Auschwitz II–Birkenau was designated by the Reichsführer-SS Heinrich Himmler, Germany's Minister of the Interior, as the place of the "final solution of the Jewish question in Europe". From early 1942 until late 1944, transport trains delivered Jews to the camp's gas chambers from all over Nazi-occupied Europe. The camp's first commandant, Rudolf Höss, testified after the war at the Nuremberg Trials that up to three million people had died there (2.5 million gassed, and 500,000 from disease and starvation), a figure since revised to 1.1 million, around 90 percent of them Jews. Others deported to Auschwitz included 150,000 Poles, 23,000 Roma and Sinti, 15,000 Soviet prisoners of war, some 400 Jehovah's Witnesses and tens of thousands of people of diverse nationalities. Those not killed in the gas chambers died of starvation, forced labor, infectious disease, individual executions, and medical experiments.

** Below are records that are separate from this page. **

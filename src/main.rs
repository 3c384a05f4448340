use std::net::SocketAddr;
use std::path::PathBuf;

use tracing::info;

use axum_server::tls_rustls::RustlsConfig;
use clap::Parser;
use http::{Method, header::CONTENT_TYPE};
use tokio::net::TcpListener;
use tower_http::cors::{Any, CorsLayer};
use tower_http::set_header::SetResponseHeaderLayer;

use anyhow::anyhow;

use kirana_gateway::{ServerConfig, routes, state::AppState};

/// Kirana Gateway - Real-time voice bridge for shop assistants
#[derive(Parser, Debug)]
#[command(name = "kirana-gateway")]
#[command(version, about, long_about = None)]
struct Cli {
    /// Path to configuration file (YAML)
    #[arg(short = 'c', long = "config", value_name = "FILE")]
    config: Option<PathBuf>,
}

#[tokio::main]
async fn main() -> anyhow::Result<()> {
    // Must run before config loading
    let _ = dotenvy::dotenv();

    tracing_subscriber::fmt::init();

    // Needed before the first outbound wss:// connection
    rustls::crypto::ring::default_provider()
        .install_default()
        .map_err(|_| anyhow!("Failed to install default crypto provider"))?;

    let cli = Cli::parse();

    let config = if let Some(config_path) = cli.config {
        info!("Loading configuration from {}", config_path.display());
        ServerConfig::from_file(&config_path).map_err(|e| anyhow!(e.to_string()))?
    } else {
        ServerConfig::from_env().map_err(|e| anyhow!(e.to_string()))?
    };

    if config.gemini_api_key.is_none() {
        tracing::warn!("GEMINI_API_KEY is not set; live sessions will fail to connect");
    }

    let address = config.address();
    let tls_config = config.tls.clone();
    let cors_origins = config.cors_allowed_origins.clone();
    info!("Starting server on {address}");

    let app_state = AppState::new(config).await;

    let cors_layer = match cors_origins.as_deref() {
        Some("*") => CorsLayer::new()
            .allow_origin(Any)
            .allow_methods([Method::GET, Method::OPTIONS])
            .allow_headers([CONTENT_TYPE])
            .allow_credentials(false),
        Some(origins) => {
            let origins: Vec<_> = origins
                .split(',')
                .filter_map(|s| s.trim().parse().ok())
                .collect();
            CorsLayer::new()
                .allow_origin(origins)
                .allow_methods([Method::GET, Method::OPTIONS])
                .allow_headers([CONTENT_TYPE])
                .allow_credentials(true)
        }
        None => {
            info!(
                "CORS not configured, defaulting to same-origin only. \
                 Set CORS_ALLOWED_ORIGINS to enable cross-origin access."
            );
            CorsLayer::new()
                .allow_methods([Method::GET, Method::OPTIONS])
                .allow_headers([CONTENT_TYPE])
                .allow_credentials(false)
        }
    };

    let security_headers = tower::ServiceBuilder::new()
        .layer(SetResponseHeaderLayer::overriding(
            http::header::X_CONTENT_TYPE_OPTIONS,
            http::HeaderValue::from_static("nosniff"),
        ))
        .layer(SetResponseHeaderLayer::overriding(
            http::header::X_FRAME_OPTIONS,
            http::HeaderValue::from_static("DENY"),
        ));

    let app = routes::create_app(app_state)
        .layer(cors_layer)
        .layer(security_headers);

    let socket_addr: SocketAddr = address
        .parse()
        .map_err(|e| anyhow!("Invalid server address '{}': {}", address, e))?;

    if let Some(tls) = tls_config {
        let rustls_config = RustlsConfig::from_pem_file(&tls.cert_path, &tls.key_path)
            .await
            .map_err(|e| {
                anyhow!(
                    "Failed to load TLS certificates from {} and {}: {}",
                    tls.cert_path.display(),
                    tls.key_path.display(),
                    e
                )
            })?;

        info!("Server listening on https://{} (TLS enabled)", socket_addr);

        axum_server::bind_rustls(socket_addr, rustls_config)
            .serve(app.into_make_service_with_connect_info::<SocketAddr>())
            .await
            .map_err(|e| anyhow!("TLS server error: {}", e))?;
    } else {
        info!("Server listening on http://{}", socket_addr);

        let listener = TcpListener::bind(&socket_addr).await?;
        axum::serve(
            listener,
            app.into_make_service_with_connect_info::<SocketAddr>(),
        )
        .await?;
    }

    Ok(())
}
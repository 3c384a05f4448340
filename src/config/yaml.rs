use serde::Deserialize;
use std::path::Path;

use super::ConfigError;

/// Complete YAML configuration structure
///
/// All fields are optional to allow partial configuration. Environment
/// variables fill in anything the file leaves unset.
///
/// # Example YAML structure
/// ```yaml
/// server:
///   host: "0.0.0.0"
///   port: 3001
///   tls:
///     cert_path: "/etc/kirana/cert.pem"
///     key_path: "/etc/kirana/key.pem"
///
/// gemini:
///   api_key: "your-gemini-key"
///   endpoint: "wss://generativelanguage.googleapis.com/ws/..."
///
/// live:
///   model: "gemini-2.5-flash-native-audio-preview-09-2025"
///   voice: "Kore"
///   response_modalities: ["AUDIO"]
///   temperature: 0.6
///   system_instruction: "You are KiranaAI."
///   setup_timeout_seconds: 10
///
/// context:
///   shop_api_url: "http://localhost:8000"
///   static_text: "Rice: 25 units"
///   timeout_seconds: 5
///
/// security:
///   cors_allowed_origins: "https://shop.example.com"
///   max_websocket_connections: 500
///   max_connections_per_ip: 20
/// ```
#[derive(Debug, Clone, Deserialize, Default)]
#[serde(default)]
pub struct YamlConfig {
    pub server: Option<ServerYaml>,
    pub gemini: Option<GeminiYaml>,
    pub live: Option<LiveYaml>,
    pub context: Option<ContextYaml>,
    pub security: Option<SecurityYaml>,
}

/// Server configuration from YAML
#[derive(Debug, Clone, Deserialize, Default)]
#[serde(default)]
pub struct ServerYaml {
    pub host: Option<String>,
    pub port: Option<u16>,
    pub tls: Option<TlsYaml>,
}

/// TLS configuration from YAML
#[derive(Debug, Clone, Deserialize, Default)]
#[serde(default)]
pub struct TlsYaml {
    pub enabled: Option<bool>,
    pub cert_path: Option<String>,
    pub key_path: Option<String>,
}

/// Gemini credentials from YAML
#[derive(Debug, Clone, Deserialize, Default)]
#[serde(default)]
pub struct GeminiYaml {
    pub api_key: Option<String>,
    pub endpoint: Option<String>,
}

/// Live session options from YAML
#[derive(Debug, Clone, Deserialize, Default)]
#[serde(default)]
pub struct LiveYaml {
    pub model: Option<String>,
    pub voice: Option<String>,
    pub response_modalities: Option<Vec<String>>,
    pub temperature: Option<f32>,
    pub system_instruction: Option<String>,
    pub setup_timeout_seconds: Option<u64>,
}

/// Shop context source from YAML
#[derive(Debug, Clone, Deserialize, Default)]
#[serde(default)]
pub struct ContextYaml {
    /// Base URL of the inventory/sales API
    pub shop_api_url: Option<String>,
    /// Fixed context used when no API is configured
    pub static_text: Option<String>,
    pub timeout_seconds: Option<u64>,
}

/// Security configuration from YAML
#[derive(Debug, Clone, Deserialize, Default)]
#[serde(default)]
pub struct SecurityYaml {
    /// `*`, or a comma-separated list of origins
    pub cors_allowed_origins: Option<String>,
    pub max_websocket_connections: Option<usize>,
    pub max_connections_per_ip: Option<u32>,
}

impl YamlConfig {
    /// Load configuration from a YAML file
    ///
    /// # Errors
    /// Returns an error if the file cannot be read or the YAML is malformed.
    pub fn from_file(path: &Path) -> Result<Self, ConfigError> {
        let contents = std::fs::read_to_string(path).map_err(|source| ConfigError::Read {
            path: path.to_path_buf(),
            source,
        })?;

        let config: YamlConfig = serde_yaml::from_str(&contents)?;
        Ok(config)
    }
}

On January 27, 1945, Auschwitz was liberated by Soviet troops, a day commemorated around the world as International Holocaust Remembrance Day. In 1947, Poland founded a museum on the site of Auschwitz I and II, which by 1994 had seen 22 million visitors—700,000 annually—pass through the iron gates crowned with the infamous motto, Arbeit macht frei ("work makes free"). Many suspected what was happening inside the gates, but, now the true horrors were laid bare before the whole world. Pawel sent this card to me.